TASK REQUIREMENTS:
All lines in the data below carrying the string "amounts" are to be located and copied.
○ ○ ○ ○
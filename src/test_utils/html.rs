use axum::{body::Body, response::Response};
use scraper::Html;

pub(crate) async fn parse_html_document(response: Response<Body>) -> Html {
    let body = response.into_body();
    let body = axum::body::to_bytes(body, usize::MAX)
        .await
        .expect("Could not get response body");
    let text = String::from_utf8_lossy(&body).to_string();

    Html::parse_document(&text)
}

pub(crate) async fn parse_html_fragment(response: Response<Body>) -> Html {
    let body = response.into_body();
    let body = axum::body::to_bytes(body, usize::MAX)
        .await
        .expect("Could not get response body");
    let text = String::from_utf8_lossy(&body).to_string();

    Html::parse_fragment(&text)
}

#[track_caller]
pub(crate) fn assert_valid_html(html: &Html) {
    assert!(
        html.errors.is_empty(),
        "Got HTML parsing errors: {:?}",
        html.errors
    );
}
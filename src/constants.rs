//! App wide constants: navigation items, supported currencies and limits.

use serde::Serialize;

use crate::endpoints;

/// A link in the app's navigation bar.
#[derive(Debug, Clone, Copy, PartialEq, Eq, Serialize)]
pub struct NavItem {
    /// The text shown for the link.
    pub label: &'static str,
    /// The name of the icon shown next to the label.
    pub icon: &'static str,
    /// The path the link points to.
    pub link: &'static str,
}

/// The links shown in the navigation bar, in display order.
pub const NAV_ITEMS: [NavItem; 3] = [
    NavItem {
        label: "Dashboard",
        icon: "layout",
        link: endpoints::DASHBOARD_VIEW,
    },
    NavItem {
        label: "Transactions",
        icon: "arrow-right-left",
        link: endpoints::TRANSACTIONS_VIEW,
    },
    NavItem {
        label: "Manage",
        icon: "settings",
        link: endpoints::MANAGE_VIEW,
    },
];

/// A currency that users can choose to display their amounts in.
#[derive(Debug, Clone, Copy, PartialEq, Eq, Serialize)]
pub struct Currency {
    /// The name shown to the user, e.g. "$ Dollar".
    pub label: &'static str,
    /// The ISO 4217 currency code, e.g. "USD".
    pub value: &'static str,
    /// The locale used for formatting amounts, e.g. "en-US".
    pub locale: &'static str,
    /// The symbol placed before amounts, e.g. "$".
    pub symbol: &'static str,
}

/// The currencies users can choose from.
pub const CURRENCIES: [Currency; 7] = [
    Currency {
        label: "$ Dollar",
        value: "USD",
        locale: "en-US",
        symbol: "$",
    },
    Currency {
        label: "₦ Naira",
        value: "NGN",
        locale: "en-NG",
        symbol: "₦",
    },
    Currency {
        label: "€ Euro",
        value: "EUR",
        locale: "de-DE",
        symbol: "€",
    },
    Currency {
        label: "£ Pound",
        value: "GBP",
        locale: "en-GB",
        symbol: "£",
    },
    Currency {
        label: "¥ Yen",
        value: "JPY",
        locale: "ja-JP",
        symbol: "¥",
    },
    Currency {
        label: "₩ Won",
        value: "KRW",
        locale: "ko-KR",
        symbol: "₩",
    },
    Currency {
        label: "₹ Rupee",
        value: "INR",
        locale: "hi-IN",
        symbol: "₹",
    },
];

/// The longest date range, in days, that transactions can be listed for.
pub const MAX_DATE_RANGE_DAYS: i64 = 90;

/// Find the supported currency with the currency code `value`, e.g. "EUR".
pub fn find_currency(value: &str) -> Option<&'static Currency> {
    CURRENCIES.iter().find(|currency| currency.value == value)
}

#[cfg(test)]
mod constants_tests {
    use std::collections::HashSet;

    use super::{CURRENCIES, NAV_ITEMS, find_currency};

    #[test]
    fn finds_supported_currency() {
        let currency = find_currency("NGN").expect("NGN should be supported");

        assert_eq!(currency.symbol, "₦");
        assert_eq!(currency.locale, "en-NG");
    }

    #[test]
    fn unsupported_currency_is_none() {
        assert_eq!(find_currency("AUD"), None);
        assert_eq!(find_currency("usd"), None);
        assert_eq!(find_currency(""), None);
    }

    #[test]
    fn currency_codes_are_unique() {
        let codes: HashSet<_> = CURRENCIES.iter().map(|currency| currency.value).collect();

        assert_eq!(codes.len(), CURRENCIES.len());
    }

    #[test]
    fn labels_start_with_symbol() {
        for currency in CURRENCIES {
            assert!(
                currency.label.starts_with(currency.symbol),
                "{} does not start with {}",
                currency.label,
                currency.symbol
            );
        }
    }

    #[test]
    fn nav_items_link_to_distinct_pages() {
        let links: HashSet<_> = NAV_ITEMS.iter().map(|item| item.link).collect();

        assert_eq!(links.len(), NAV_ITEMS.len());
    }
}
○ ○ ○ ○
FINAL ANSWER:
/// A currency that users can choose to display their amounts in.
    /// The locale used for formatting amounts, e.g. "en-US".
    /// The symbol placed before amounts, e.g. "$".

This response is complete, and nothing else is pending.